Tests to inform COVID-19 diagnosis
Topic Status Complete
This is a report on the effectiveness of tests that detect SARS-CoV-2 virus or antibodies to SARS-CoV-2, to inform COVID-19 diagnosis.
This report has been produced to assist the Welsh Government, and Health and Social Care in Wales, in their response to the coronavirus disease 2019 (COVID-19) pandemic. It provides a rapid review of published evidence on the effectiveness of virus and antibody tests to inform COVID-19 diagnosis. It is based on the most recent available evidence at the time of publication but will be updated frequently.
Plain language summary
Heath Technology Wales (HTW) looked for evidence to assess the accuracy, efficiency and cost effectiveness of testing for the presence of coronavirus 2 (SARS-CoV-2) for COVID-19 diagnosis. Tests for COVID-19 fall into two basic categories; those that test for the presence of the virus itself (‘virus’ tests) and those that test for the presence of antibodies produced in response to the virus (‘antibody’ tests). There are lots of different types of tests from both categories, most of which are done in a laboratory, but some can be done nearer the patient (these are known as ‘point of care’ tests), such as at hospital or GP clinics. In the studies identified, most of the tests were performed in laboratories on hospitalised patients who were either known to have COVID-19 or presumed to have it.
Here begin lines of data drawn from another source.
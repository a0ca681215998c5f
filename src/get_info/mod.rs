pub mod cpu;
use log::{trace, warn};
use std::collections::HashMap;
use std::fs::File;
use std::io::{self, Read};
use std::num::NonZeroUsize;
use std::path::{Path, PathBuf};
use std::thread;
use sysinfo::{CpuRefreshKind, System};
use thiserror::Error;

const PROCESSOR_TOKEN: &str = "processor";

#[derive(Debug, Error)]
pub enum SnapshotError {
    #[error("cannot open {}: {source}", path.display())]
    Open { path: PathBuf, source: io::Error },
    #[error("cannot read {}: {source}", path.display())]
    Read { path: PathBuf, source: io::Error },
}

impl SnapshotError {
    pub fn path(&self) -> &Path {
        match self {
            Self::Open { path, .. } | Self::Read { path, .. } => path,
        }
    }
}

/// Number of logical CPUs this process may run on.
///
/// On Linux this is the scheduler affinity mask, ignoring cgroup CPU quotas.
pub fn live_cpu_count() -> usize {
    let count = match affinity_cpu_count() {
        Some(count) => count,
        None => match thread::available_parallelism() {
            Ok(count) => count.get(),
            Err(e) => {
                warn!("available_parallelism failed, falling back to the system CPU list: {e}");
                system_cpu_count()
            }
        },
    };
    trace!("LIVE CPU COUNT successfully retrieved: {count}");
    count
}

#[cfg(target_os = "linux")]
fn affinity_cpu_count() -> Option<usize> {
    let mut cpuset: libc::cpu_set_t = unsafe { std::mem::zeroed() };
    let ret = unsafe {
        libc::sched_getaffinity(0, std::mem::size_of::<libc::cpu_set_t>(), &raw mut cpuset)
    };
    if ret != 0 {
        trace!("sched_getaffinity failed: {}", io::Error::last_os_error());
        return None;
    }
    let count = unsafe { libc::CPU_COUNT(&cpuset) };
    usize::try_from(count).ok().filter(|&count| count > 0)
}

#[cfg(not(target_os = "linux"))]
fn affinity_cpu_count() -> Option<usize> {
    None
}

fn system_cpu_count() -> usize {
    let mut sysinfo_sys = System::new();
    sysinfo_sys.refresh_cpu_list(
        CpuRefreshKind::nothing()
            .without_cpu_usage()
            .without_frequency(),
    );
    NonZeroUsize::new(sysinfo_sys.cpus().len()).map_or(1, NonZeroUsize::get)
}

/// Occurrences of every lower-cased, whitespace-delimited token.
pub fn word_frequency<R: Read>(mut reader: R) -> io::Result<HashMap<String, u64>> {
    let mut content = Vec::new();
    reader.read_to_end(&mut content)?;

    let mut frequency: HashMap<String, u64> = HashMap::new();
    for token in String::from_utf8_lossy(&content).split_whitespace() {
        *frequency.entry(token.to_lowercase()).or_insert(0) += 1;
    }
    Ok(frequency)
}

/// Counts `processor` entries in a cpuinfo snapshot.
pub fn snapshot_cpu_count(path: &Path) -> Result<u64, SnapshotError> {
    let file = File::open(path).map_err(|source| SnapshotError::Open {
        path: path.to_path_buf(),
        source,
    })?;

    let frequency = word_frequency(file).map_err(|source| SnapshotError::Read {
        path: path.to_path_buf(),
        source,
    })?;

    let count = frequency.get(PROCESSOR_TOKEN).copied().unwrap_or(0);
    trace!("SNAPSHOT CPU COUNT successfully retrieved from {}: {count}", path.display());
    Ok(count)
}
For both virus tests and antibody tests it is difficult to be sure of the accuracy of testing, as there is not yet a recognised way to conclusively prove a test result is correct, i.e. does a positive result really mean the virus/antibody is actually present and does a negative result really mean the virus/antibody is not present?
For virus tests, the best estimate is that, for every 100 people who are actually infected with the virus, only 89 would test positive. The remaining 11 would test negative despite actually being infected with the virus (essentially an incorrect or ‘false’ negative result). However, there are a number of different factors that appear to influence the results and accuracy of these tests, including the type of sample used, the body part sampled, and the length of time between when symptoms start and the test is given. The evidence for antibody tests can’t be summarised in the same way as virus tests because there are so many different antibody types and targets, and test accuracy varies widely.
Overall, for both virus tests and antibody tests there are important gaps in the evidence. There is limited evidence of how well testing works in the community, rather than in hospital, or in people who are infected with coronavirus but only have mild symptoms of illness. HTW will continue to review the evidence as more sources become available and will update our reports accordingly.